В округе, где планировала избираться я, сняли не только меня: не допустили ещё и «яблочную» кандидатку Ксению Михайлову, её в последний момент вычёркивали из бюллетеней. В итоге здесь попросту не из кого было выбирать: избирались дочка Макарова Марина Лыбанёва и коммунист, который является помощником лучшего друга Макарова. Все кандидаты сплошь аффилированные, так что в итоге нашёлся только один-единственный кандидат, за которого и можно было голосовать. Он не вёл никакой кампании, но даже за него голосовали больше, чем за Лобанёву! Вот и результат «Умного голосования».
Два года назад мы наблюдали за выборами в Мосгордуму — и мы видели, как прокатили [проректора НИУ ВШЭ Валерию] Касамару, как прокатили [бывшего депутата Мосгордумы Андрея] Метельского. Люди голосовали за кандидатов, которых вообще ни разу не видели! Сейчас понятно, что пускать выборы на самотёк нельзя, что это так просто уже не сработает, — поэтому они и идут на преступления.
А как, по-вашему, в Питере так резко изменились результаты?
У нас не было электронного голосования, поэтому голоса считали вручную; где-то стояли КОИБы, которые сразу фиксируют результаты. Поэтому просто переписывали протоколы. Где-то не переписывали, а на этапе подсчёта не давали смотреть бюллетени наблюдателям и в случайном порядке раскладывали их по партиям с предпочтением «Единой России». При этом люди, которые это делали, просто не понимают, что из них могут сделать козлов отпущения в случае чего, чтобы пар выпустить.
Какое у вас в итоге настроение от этих выборов?
Моё состояние сейчас похоже на то, что было, когда меня сняли: это усталость. Эта не та усталость, которая, когда ты добиваешься своих целей, конвертируется в счастье или радость, — это просто усталость, она ни во что не конвертировалась. Я истощена эмоционально, потому что всегда всё слишком близко воспринимаю. Я много плакала от чувства несправедливости, потому что знала, что мы победили. Но мы не победили. Ведь мы могли проснуться в другом городе или в другой стране!

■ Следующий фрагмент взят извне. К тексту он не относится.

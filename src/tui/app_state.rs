use super::input::InputState;
use std::path::PathBuf;

/// The three interaction modes. Each variant carries only the state that
/// mode needs; the catalog, filter, and highlight live on the session app
/// because they outlive mode switches.
#[derive(Debug)]
pub(super) enum SessionMode {
    /// Scrolling/filtering the catalog. `filtering` is true while the filter
    /// line has key focus.
    Browsing { filtering: bool },
    /// Typing the new note's file name.
    NamingNote { input: InputState },
    /// Typing tags for the new note. `name_input` is the filename buffer,
    /// kept so Esc can hand it back untouched.
    TaggingNote {
        file_name: String,
        name_input: InputState,
        input: InputState,
    },
}

/// Terminal outcome of one session. Produced exactly once.
#[derive(Debug, Clone, PartialEq, Eq)]
pub enum SelectionResult {
    /// User quit; nothing to do.
    Cancelled,
    /// An existing note was picked.
    Chosen(PathBuf),
    /// A new note was named; `tag_text` is the raw tag input, verbatim
    /// (possibly empty). The file does not exist yet.
    Created { path: PathBuf, tag_text: String },
}
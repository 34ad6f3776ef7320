//! Repeated games between the same two agents

use std::path::Path;

use serde::{Deserialize, Serialize};

use crate::{
    Result,
    board::{Board, GameOutcome, Player},
    game::Game,
};

/// Result of a series of games
#[derive(Debug, Clone, PartialEq, Serialize, Deserialize)]
pub struct SeriesResult {
    /// Agent playing X
    pub x_agent: String,

    /// Agent playing O
    pub o_agent: String,

    /// Total games played
    pub total_games: usize,

    pub x_wins: usize,
    pub o_wins: usize,
    pub draws: usize,

    pub x_win_rate: f64,
    pub o_win_rate: f64,
    pub draw_rate: f64,
}

impl SeriesResult {
    pub fn new(
        x_agent: impl Into<String>,
        o_agent: impl Into<String>,
        x_wins: usize,
        o_wins: usize,
        draws: usize,
    ) -> Self {
        let total_games = x_wins + o_wins + draws;
        let rate = |count: usize| {
            if total_games > 0 {
                count as f64 / total_games as f64
            } else {
                0.0
            }
        };
        Self {
            x_agent: x_agent.into(),
            o_agent: o_agent.into(),
            total_games,
            x_wins,
            o_wins,
            draws,
            x_win_rate: rate(x_wins),
            o_win_rate: rate(o_wins),
            draw_rate: rate(draws),
        }
    }

    /// Save result to JSON file
    pub fn save<P: AsRef<Path>>(&self, path: P) -> Result<()> {
        let file = std::fs::File::create(path)?;
        serde_json::to_writer_pretty(file, self)?;
        Ok(())
    }

    /// Load result from JSON file
    pub fn load<P: AsRef<Path>>(path: P) -> Result<Self> {
        let file = std::fs::File::open(path)?;
        let result = serde_json::from_reader(file)?;
        Ok(result)
    }
}

/// Play `games` games, resetting between them, and tally outcomes.
/// `on_game` is called with the game index and outcome after each game.
pub fn play_series<B, F>(game: &mut Game<B>, games: usize, mut on_game: F) -> Result<SeriesResult>
where
    B: Board,
    F: FnMut(usize, GameOutcome),
{
    let (mut x_wins, mut o_wins, mut draws) = (0, 0, 0);
    for index in 0..games {
        game.reset()?;
        let outcome = game.play_to_end()?;
        match outcome {
            GameOutcome::Win(Player::X) => x_wins += 1,
            GameOutcome::Win(Player::O) => o_wins += 1,
            GameOutcome::Draw => draws += 1,
        }
        on_game(index, outcome);
    }
    Ok(SeriesResult::new(
        game.agent(Player::X).name(),
        game.agent(Player::O).name(),
        x_wins,
        o_wins,
        draws,
    ))
}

Сейчас мне очень сильно нужен отдых, но ближайшее время у меня его не будет — так же, как у всей команды. Вместе с депутатом Вишневским мы будем ходить в суды, отменять результаты выборов, у нас множество доказательств. Я знаю, какие у нас суды, я знаю, что добиться чего-то очень сложно, с вероятностью 99,9 процента ничего не получится. Но оставлять это без внимания нельзя, должны быть прецеденты, нужно зафиксировать всё в суде. Когда наступит прекрасная Россия будущего, эти люди должны понести ответственность, а у нас будут доказательства. Но сейчас важно дать понять, что нельзя так просто облапошить людей.
По поводу будущего мне сложно что-то сказать. Я хочу заниматься общественной и политической работой в России, я никуда не собираюсь уезжать. У меня образовался большой политический капитал, очень много сторонников. Наблюдатели сейчас винят себя в том, что не смогли спасти голоса, они увидели ужасное и как будто оказались в помойной яме. Но несмотря на это всё верят в лучшее.
Каким образом можно заниматься политикой в России сегодня? Это сложно понять: любая новая организация легко может стать экстремистской. Я вот пять лет не смогу участвовать в выборах из-за нового закона. Но мы будем находить способы, будем помогать людям и добиваться справедливости — других вариантов не остаётся.